Attacking Jews on Holocaust Remembrance Day By P. David Hornik

http://www.frontpagemag.com/2015/davidhornik/attacking-jews-on-holocaust-remembrance-day/print/

On Wednesday evening and Thursday, Israel marked Holocaust Remembrance Day—a somber and deeply authentic commemoration of the victims of the Nazi genocide. Ceremonies are held, places of entertainment are closed, and TV and radio almost solely offer Holocaust documentaries, discussions, and interviews with survivors.

This year’s commemoration was marred by an incident in Jerusalem on Wednesday evening in which a car hit two pedestrians. One of them, 25-year-old Shalom Yohai Sherki, was killed; the other, a 20-year-old woman, was seriously injured. Police now strongly suspect [1] that the driver of the car, a 37-year-old Palestinian Arab from the Jerusalem area, acted out of terrorist motives.

Among other things, they note that last fall saw a spate of car-ramming terror attacks [2] in the Jerusalem area.

If the incident was an attack, then it can be assumed to have been timed for Holocaust Remembrance Day—a ubiquitous phenomenon that, if you’re in Israel, you simply can’t miss.

Attacking Jews on a commemorative day is nothing new in the history of this conflict. On October 6, 1973, the Egyptian and Syrian armies attacked Israel on the morning of Yom Kippur, the holiest day on the Jewish calendar. On March 27, 2002, a Palestinian Arab suicide bomber infiltrated a Passover seder in a Netanya hotel and killed thirty.

Attacking Jews on Holocaust Remembrance Day is, perhaps, a new nuance. But it is not a nuance that packs any sort of surprise—especially not when the Holocaust itself is under attack.

It’s under attack in the form of Holocaust denial, and also in the form of Holocaust inversion [3], which claims that Israeli Jews are the new Nazis and are perpetrating genocide against the Palestinian Arabs. Surveys in this millennium have found large numbers of Europeans touting Holocaust inversion—including a 2008 poll where 63% of Poles, 49% of Portuguese, and 48% of Germans agreed that Israel was committing genocide.

The Holocaust is also under attack in the form of international festivals of Holocaust denial and Holocaust ridicule organized by the Iranian regime—now, of course, the latest “peace” interlocutor of the United States, Britain, France, Germany, Russia, and China.

In August 2006, Tehran held [4] a “Holocaust International Cartoon Conference.” Later that year, in December, it sponsored [5] a Holocaust-denial conference. And this May, with the nuclear talks in full swing, Tehran—despite the blatantly antisemitic President Ahmadinejad having been replaced by the purportedly moderate President Rouhani—will be holding [6] yet another Holocaust-cartoon conference.

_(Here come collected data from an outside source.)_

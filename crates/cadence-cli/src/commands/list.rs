use anyhow::Result;
use cadence_core::query::{Filter, Query};
use cadence_core::series::SeriesManager;
use cadence_core::store::OccurrenceStore;

use crate::cli::ListCommand;
use crate::views::table::display_occurrences;

/// Builds the store query for the list flags; pending occurrences by default.
pub fn build_query(command: &ListCommand) -> Query {
    let mut query = Query::All;
    if !command.all {
        query = query.and(Query::filter(Filter::Completed(false)));
    }
    if command.recurring {
        query = query.and(Query::filter(Filter::Recurring(true)));
    }
    if let Some(text) = &command.search {
        query = query.and(Query::filter(Filter::TitleContains(text.clone())));
    }
    query
}

pub async fn list_occurrences(
    manager: &SeriesManager,
    store: &dyn OccurrenceStore,
    command: ListCommand,
) -> Result<()> {
    let occurrences = store.query(&build_query(&command)).await?;
    display_occurrences(&occurrences, manager.calendar());
    Ok(())
}
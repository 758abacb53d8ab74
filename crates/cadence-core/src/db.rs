use std::path::Path;

use sqlx::sqlite::{SqlitePool, SqlitePoolOptions};
use tracing::debug;

use crate::error::CoreError;

// Re-export the pool for use in other parts of the core crate
pub use sqlx::SqlitePool as DbPool;

/// Establishes a connection pool to the SQLite database and runs migrations.
///
/// # Arguments
///
/// * `db_path` - The path to the SQLite database file.
///
/// # Returns
///
/// A `Result` containing the `SqlitePool` or a `CoreError` if the connection fails
/// or migrations cannot be run.
pub async fn establish_connection(db_path: &str) -> Result<SqlitePool, CoreError> {
    // Create the database file and directory if they don't exist
    if let Some(parent) = Path::new(db_path).parent() {
        if !parent.as_os_str().is_empty() && !parent.exists() {
            tokio::fs::create_dir_all(parent).await?;
        }
    }
    if !Path::new(db_path).exists() {
        tokio::fs::File::create(db_path).await?;
    }

    let pool = SqlitePoolOptions::new()
        .max_connections(5)
        .connect(db_path)
        .await?;

    sqlx::migrate!("./migrations").run(&pool).await?;
    debug!(path = db_path, "database ready");

    Ok(pool)
}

Antisemitism, in other words, is a particularly virulent kind of hatred. So far as I know, there is no phenomenon of denial of the Cambodian or the Rwandan genocide; nor are the victimized peoples systematically accused of being genocidists themselves; nor are these genocides the subject of international cartoon contests. Antisemitism, with its deep roots in Western and Islamic civilization, appears to be in a class by itself as a form of dementia.

Such somber reflections are borne out by findings that in 2014 antisemitic attacks spiked by 38% [7], with Jews around the world—and particularly in Western Europe—facing an “explosion of hatred.” As usual, targets of attack included Jewish synagogues, schools, and cemeteries; the urge to attack even those buried in their graves appears to be another special aspect of antisemitism.

All these forms of hatred are most pervasive of all [8] in the Middle East. As many have noted, in this region the notion that the Holocaust is a hoax perpetrated by “Zionists” blithely coexists with the notion that Israelis are the “new Nazis,” without awareness of contradiction. Wednesday evening’s presumed car-ramming attack was both a hate crime individually committed by the attacker and a product of near-monolithic antisemitic indoctrination, of which the Palestinian Authority is a practitioner par excellence [9].

Seventy years after the defeat of the Nazis, there are gleams of light as well. Israel is appreciated as a brilliantly creative innovator in hi-tech, medicine, agriculture, and other fields, enjoys booming trade and cooperative relations with a wide variety of countries and regions, and enjoys the strong support of Congress and the American people. But to say that, seventy years after the reality of the Nazi camps shocked the liberating armies and the world, antisemitism has been renounced and the lessons learned would be, sadly, an inversion of the truth.

The democracies’ willingness to treat the Holocaust-desecrating, Holocaust-threatening Iranian regime as a rational, constructive interlocutor is the strongest indication that nothing has been learned and we’re back where we were.